-->

Hello, this is me!

Nur Imroatun Sholihat

Your friend in learning IT audit Digital transformation advocate a-pat-on-your-shoulder storyteller

2 Oct 2015

ASSALAMUALAIKUM, KAKANDA

  • October 02, 2015
  • by Nur Imroatun Sholihat
Assalamualaikum Kakanda,

Aku berharap Kanda tidak heran mengapa seseorang sampai menulis surat kepadamu di masa surat tidak lagi jamak digunakan. Aku pun terheran-heran mengapa jemariku terus menulis seolah yang tidak tertulis mendesak untuk tertuangkan. Semoga surat kali tidak terlalu panjang seperti biasanya ya, Kanda.
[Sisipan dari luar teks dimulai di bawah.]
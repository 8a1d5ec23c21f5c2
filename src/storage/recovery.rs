//! Recovery
//!
//! Rebuilds the KeyDir from the data directory at open.
//!
//! Files replay in ascending id order. A data file with a hint file is
//! loaded from the hint (no value reads); a data file without one, or
//! whose hint is corrupt or truncated, is scanned record by record. A
//! truncated or corrupt record ends the scan of its file.

use std::collections::BTreeMap;
use std::fs;
use std::path::{Path, PathBuf};
use std::sync::Arc;

use crate::error::{CaskError, Result};
use crate::keydir::KeyDir;
use crate::log::{
    DataFile, DataFileIterator, FileId, HintEntry, HintParser, DATA_EXTENSION, HINT_EXTENSION,
    TMP_EXTENSION,
};

use super::FileRegistry;

/// Result of loading a data directory
#[derive(Debug, Default, Clone)]
pub struct RecoveryStats {
    /// Data files registered for reads
    pub files_loaded: u64,

    /// Files loaded from their hint file
    pub hint_files_used: u64,

    /// Files loaded by scanning their records
    pub data_files_scanned: u64,

    /// Zero-length data/hint files deleted
    pub empty_files_removed: u64,

    /// Hint files rejected in favour of a data scan
    pub corrupt_hint_files: u64,

    /// Data files whose scan stopped at a torn or corrupt record
    pub truncated_files: u64,

    /// Live keys after replay
    pub keys_loaded: u64,

    /// Highest file id seen, including removed empty files and leftover
    /// temporary files, so new files never reuse an id
    pub max_file_id: Option<FileId>,
}

#[derive(Debug, Default)]
struct DiscoveredFile {
    data: Option<PathBuf>,
    hint: Option<PathBuf>,
}

/// Loads every data file in a directory into a KeyDir
pub struct Loader<'a> {
    dir: &'a Path,
    chunk_size: usize,
}

impl<'a> Loader<'a> {
    pub fn new(dir: &'a Path, chunk_size: usize) -> Self {
        Self { dir, chunk_size }
    }

    /// Replay the directory into `keydir`, registering each data file
    pub fn load(&self, keydir: &KeyDir, files: &FileRegistry) -> Result<RecoveryStats> {
        let (discovered, max_tmp_id) = self.discover()?;
        let mut stats = RecoveryStats {
            max_file_id: max_tmp_id,
            ..RecoveryStats::default()
        };

        for (id, found) in discovered {
            stats.max_file_id = Some(stats.max_file_id.map_or(id, |max| max.max(id)));

            let data_path = match found.data {
                Some(path) => path,
                None => {
                    // Hint without its data file
                    if let Some(hint) = found.hint {
                        tracing::warn!("Removing orphan hint file {}", hint.display());
                        fs::remove_file(&hint)?;
                    }
                    continue;
                }
            };

            if fs::metadata(&data_path)?.len() == 0 {
                tracing::debug!("Removing empty data file {}", data_path.display());
                fs::remove_file(&data_path)?;
                stats.empty_files_removed += 1;
                if let Some(hint) = found.hint {
                    fs::remove_file(&hint)?;
                    stats.empty_files_removed += 1;
                }
                continue;
            }

            let hint = match found.hint {
                Some(hint) if fs::metadata(&hint)?.len() == 0 => {
                    tracing::debug!("Removing empty hint file {}", hint.display());
                    fs::remove_file(&hint)?;
                    stats.empty_files_removed += 1;
                    None
                }
                other => other,
            };

            self.load_file(id, &data_path, hint.as_deref(), keydir, &mut stats)?;
            files.insert(Arc::new(DataFile::open(self.dir, id)?));
            stats.files_loaded += 1;
        }

        stats.keys_loaded = keydir.len() as u64;
        Ok(stats)
    }

    /// Group data and hint files by id; delete leftover temporary files
    ///
    /// Also returns the highest id among the deleted temporary files. A
    /// retired file may still be open in a snapshot that outlived its
    /// engine, and that file removes its `.tmp` paths when dropped.
    fn discover(&self) -> Result<(BTreeMap<FileId, DiscoveredFile>, Option<FileId>)> {
        let mut found: BTreeMap<FileId, DiscoveredFile> = BTreeMap::new();
        let mut max_tmp_id: Option<FileId> = None;

        for entry in fs::read_dir(self.dir)? {
            let path = entry?.path();
            if !path.is_file() {
                continue;
            }

            if path.extension().and_then(|e| e.to_str()) == Some(TMP_EXTENSION) {
                let stem = path.file_stem().map(Path::new);
                if let Some((id, _)) = stem.and_then(FileId::parse_filename) {
                    max_tmp_id = Some(max_tmp_id.map_or(id, |max| max.max(id)));
                }
                tracing::debug!("Removing leftover temporary file {}", path.display());
                fs::remove_file(&path)?;
                continue;
            }

            let (id, extension) = match FileId::parse_filename(&path) {
                Some(parsed) => parsed,
                None => continue,
            };
            let slot = found.entry(id).or_default();
            match extension {
                DATA_EXTENSION => slot.data = Some(path.clone()),
                HINT_EXTENSION => slot.hint = Some(path.clone()),
                _ => {}
            }
        }

        Ok((found, max_tmp_id))
    }

    fn load_file(
        &self,
        id: FileId,
        data_path: &Path,
        hint_path: Option<&Path>,
        keydir: &KeyDir,
        stats: &mut RecoveryStats,
    ) -> Result<()> {
        if let Some(hint_path) = hint_path {
            match HintParser::parse_file(id, hint_path, self.chunk_size) {
                Ok(entries) => {
                    tracing::trace!("Loaded {} hints for data file {}", entries.len(), id);
                    apply_all(keydir, entries);
                    stats.hint_files_used += 1;
                    return Ok(());
                }
                Err(e @ CaskError::CorruptHintFile { .. }) => {
                    tracing::warn!("{}; scanning data file instead", e);
                    stats.corrupt_hint_files += 1;
                }
                Err(e) => return Err(e),
            }
        }

        let mut iter = DataFileIterator::open(data_path, self.chunk_size)?;
        for scanned in iter.by_ref() {
            match scanned {
                Ok(scanned) => {
                    let HintEntry { key, entry } = scanned.to_entry(id);
                    keydir.apply_recovered(key, entry);
                }
                Err(CaskError::CorruptRecord(reason)) => {
                    tracing::warn!(
                        "Data file {} ends in a torn or corrupt record ({}); ignoring the tail",
                        id,
                        reason
                    );
                    stats.truncated_files += 1;
                    break;
                }
                Err(e) => return Err(e),
            }
        }
        tracing::trace!("Scanned data file {} up to offset {}", id, iter.position());
        stats.data_files_scanned += 1;
        Ok(())
    }
}

fn apply_all(keydir: &KeyDir, entries: Vec<HintEntry>) {
    for HintEntry { key, entry } in entries {
        keydir.apply_recovered(key, entry);
    }
}
//! Tests for compaction through the Engine
//!
//! These tests verify:
//! - Live data is preserved and space reclaimed
//! - Removed keys stay removed, including after reopen
//! - Writes made during compaction win over migrated copies
//! - Output files carry hint files

use std::collections::BTreeMap;
use std::path::Path;
use std::sync::Arc;
use std::thread;

use caskkv::config::Config;
use caskkv::engine::Engine;
use tempfile::TempDir;

// =============================================================================
// Helper Functions
// =============================================================================

fn small_file_config(path: &Path) -> Config {
    Config::builder()
        .data_dir(path)
        .max_file_size(1024)
        .build()
}

fn setup_temp_engine() -> (TempDir, Engine) {
    let temp_dir = TempDir::new().unwrap();
    let engine = Engine::open(small_file_config(temp_dir.path())).unwrap();
    (temp_dir, engine)
}

fn contents(engine: &Engine) -> BTreeMap<Vec<u8>, Vec<u8>> {
    engine
        .list_keys()
        .into_iter()
        .map(|k| {
            let v = engine.get(&k).unwrap().unwrap();
            (k, v)
        })
        .collect()
}

fn fill_with_overwrites(engine: &Engine, keys: usize, rounds: usize) {
    for round in 0..rounds {
        for i in 0..keys {
            let key = format!("key{:03}", i);
            let value = format!("value-{:03}-round-{}", i, round);
            engine.put(key.as_bytes(), value.as_bytes()).unwrap();
        }
    }
}

// =============================================================================
// Basic Compaction Tests
// =============================================================================

#[test]
fn test_compact_empty_store() {
    let (_temp, engine) = setup_temp_engine();

    let stats = engine.compact().unwrap();

    assert_eq!(stats.keys_copied, 0);
    assert_eq!(stats.files_written, 0);
    assert_eq!(engine.key_count(), 0);
}

#[test]
fn test_compact_preserves_live_data() {
    let (_temp, engine) = setup_temp_engine();
    fill_with_overwrites(&engine, 50, 3);
    let before = contents(&engine);
    let size_before = engine.disk_size();

    let stats = engine.compact().unwrap();

    assert_eq!(contents(&engine), before);
    assert!(engine.disk_size() <= size_before);
    assert!(engine.disk_size() < size_before / 2);
    assert_eq!(stats.keys_copied, 50);
    assert_eq!(stats.keys_repointed, 50);
    assert_eq!(stats.keys_skipped, 0);
    assert!(stats.files_compacted > stats.files_written);
    assert_eq!(engine.pending_retirements(), 0);
}

#[test]
fn test_compact_drops_removed_keys() {
    let (_temp, engine) = setup_temp_engine();
    fill_with_overwrites(&engine, 20, 1);
    for i in 0..10 {
        engine.remove(format!("key{:03}", i).as_bytes()).unwrap();
    }

    let stats = engine.compact().unwrap();

    assert_eq!(stats.keys_copied, 10);
    assert_eq!(engine.key_count(), 10);
    assert_eq!(engine.get(b"key000").unwrap(), None);
    assert!(engine.get(b"key015").unwrap().is_some());
}

#[test]
fn test_compact_twice() {
    let (_temp, engine) = setup_temp_engine();
    fill_with_overwrites(&engine, 30, 2);
    let before = contents(&engine);

    engine.compact().unwrap();
    engine.put(b"key005", b"changed").unwrap();
    engine.compact().unwrap();

    let mut expected = before;
    expected.insert(b"key005".to_vec(), b"changed".to_vec());
    assert_eq!(contents(&engine), expected);
}

#[test]
fn test_compact_writes_hint_files() {
    let (temp, engine) = setup_temp_engine();
    fill_with_overwrites(&engine, 40, 2);

    engine.compact().unwrap();

    let active = engine.active_file_id().unwrap();
    for id in engine.file_ids() {
        if id == active {
            continue;
        }
        assert!(id.hint_path(temp.path()).exists(), "file {} has no hint", id);
    }
}

#[test]
fn test_compact_keeps_timestamps_and_empty_values() {
    let (_temp, engine) = setup_temp_engine();
    engine.put(b"empty", b"").unwrap();
    engine.put(b"full", b"data").unwrap();

    engine.compact().unwrap();

    assert_eq!(engine.get(b"empty").unwrap(), Some(Vec::new()));
    assert_eq!(engine.get(b"full").unwrap(), Some(b"data".to_vec()));
}

// =============================================================================
// Reopen Tests
// =============================================================================

#[test]
fn test_compact_then_reopen() {
    let temp_dir = TempDir::new().unwrap();

    let expected = {
        let engine = Engine::open(small_file_config(temp_dir.path())).unwrap();
        fill_with_overwrites(&engine, 40, 3);
        for i in 0..5 {
            engine.remove(format!("key{:03}", i).as_bytes()).unwrap();
        }
        engine.compact().unwrap();
        engine.put(b"key010", b"after compaction").unwrap();
        engine.remove(b"key011").unwrap();
        let expected = contents(&engine);
        engine.close().unwrap();
        expected
    };

    let engine = Engine::open(small_file_config(temp_dir.path())).unwrap();
    assert_eq!(contents(&engine), expected);
    assert_eq!(engine.get(b"key000").unwrap(), None);
    assert_eq!(engine.get(b"key011").unwrap(), None);
}

#[test]
fn test_reopen_with_snapshot_open_during_compaction() {
    let temp_dir = TempDir::new().unwrap();

    {
        let engine = Engine::open(small_file_config(temp_dir.path())).unwrap();
        engine.put(b"a", b"1").unwrap();
        engine.remove(b"a").unwrap();
        engine.put(b"b", b"2").unwrap();

        // The retired file stays on disk while the snapshot lives, but
        // under a name recovery ignores
        let snapshot = engine.create_snapshot().unwrap();
        engine.compact().unwrap();
        std::mem::forget(snapshot);
        engine.close().unwrap();
    }

    let engine = Engine::open(small_file_config(temp_dir.path())).unwrap();
    assert_eq!(engine.get(b"a").unwrap(), None);
    assert_eq!(engine.get(b"b").unwrap(), Some(b"2".to_vec()));
}

// =============================================================================
// Concurrency Tests
// =============================================================================

#[test]
fn test_writes_during_compaction() {
    let (temp, engine) = setup_temp_engine();
    let engine = Arc::new(engine);
    fill_with_overwrites(&engine, 100, 2);

    let writer = {
        let engine = Arc::clone(&engine);
        thread::spawn(move || {
            for i in 0..100 {
                let key = format!("key{:03}", i);
                if i % 10 == 0 {
                    engine.remove(key.as_bytes()).unwrap();
                } else {
                    engine.put(key.as_bytes(), b"concurrent").unwrap();
                }
            }
        })
    };
    let compactor = {
        let engine = Arc::clone(&engine);
        thread::spawn(move || engine.compact().unwrap())
    };

    writer.join().unwrap();
    compactor.join().unwrap();

    let check = |engine: &Engine| {
        for i in 0..100 {
            let key = format!("key{:03}", i);
            let value = engine.get(key.as_bytes()).unwrap();
            if i % 10 == 0 {
                assert_eq!(value, None, "{} should be removed", key);
            } else {
                assert_eq!(value, Some(b"concurrent".to_vec()), "{}", key);
            }
        }
    };
    check(&engine);

    let engine = Arc::try_unwrap(engine).ok().unwrap();
    engine.close().unwrap();
    let engine = Engine::open(small_file_config(temp.path())).unwrap();
    check(&engine);
}

#[test]
fn test_reads_during_compaction() {
    let (_temp, engine) = setup_temp_engine();
    let engine = Arc::new(engine);
    fill_with_overwrites(&engine, 100, 3);
    let expected = contents(&engine);

    let readers: Vec<_> = (0..4)
        .map(|_| {
            let engine = Arc::clone(&engine);
            let expected = expected.clone();
            thread::spawn(move || {
                for _ in 0..5 {
                    for (key, value) in &expected {
                        assert_eq!(engine.get(key).unwrap().as_ref(), Some(value));
                    }
                }
            })
        })
        .collect();

    engine.compact().unwrap();

    for reader in readers {
        reader.join().unwrap();
    }
    assert_eq!(contents(&engine), expected);
}

#[test]
fn test_concurrent_compactions_serialize() {
    let (_temp, engine) = setup_temp_engine();
    let engine = Arc::new(engine);
    fill_with_overwrites(&engine, 50, 2);
    let expected = contents(&engine);

    let handles: Vec<_> = (0..3)
        .map(|_| {
            let engine = Arc::clone(&engine);
            thread::spawn(move || engine.compact().unwrap())
        })
        .collect();
    for handle in handles {
        handle.join().unwrap();
    }

    assert_eq!(contents(&engine), expected);
}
Laiknya namamu, hatimu yang putih terpancar sejak pertama kali kita bersua. Kau melihatku sembari mengucap salam lalu menundukkan kepala. Untuk pertama kalinya sorot mata seseorang terasa demikian meneduhkan batin. Wajah yang berseri-seri itu menaburkan kebahagiaan kepada sekitar laksana perpaduan sepotong gula-gula dan ayunan bagi anak-anak. Ini kali pertama aku berjumpa rona muka yang begitu sejuk dan damai seolah tak satu pun permasalahan di muka bumi ini berani menyentuhnya. Ini juga kala perdana aku merasa seseorang begitu berjarak dan tidak tersentuh sama sekali padahal dia begitu dekat dan nasihatnya begitu lekat.

Kanda, mungkin kau sudah lupa beberapa nasihat yang terwujud dari kedalaman jiwamu itu. Kau bahkan mungkin tak mengingat kebaikan-kebaikan kecil yang kau lakukan secara refleks. Semua yang kau lupakan begitu saja tidak lekang bersama waktu di pikiranku. Dulu aku tak pernah mengerti mengapa kau hanya berujar kalimat singkat untukku. Tetapi aku lebih tak mengerti bagaimana jiwaku bergetar oleh ucapanmu yang lirih dan lembut itu. Tuturmu mengalir halus mengisi setiap sudut kalbu. Kini aku tahu ternyata jawaban dari segala permasalahan memang tak perlu diterangkan panjang lebar. Sejak pertama, jawabanmu membuatku ingin bercerita padamu—hanya padamu. Aku seolah tak berdaya menemukan kawan lain yang mampu menguatkan batinku. Aku tahu kau tak mau seorang perempuan berucap demikian kepadamu sebelum masanya. Namun, bagaimana jika masa itu tak pernah tiba? Sebab aku sungguh berbeda dari perempuan yang kau inginkan.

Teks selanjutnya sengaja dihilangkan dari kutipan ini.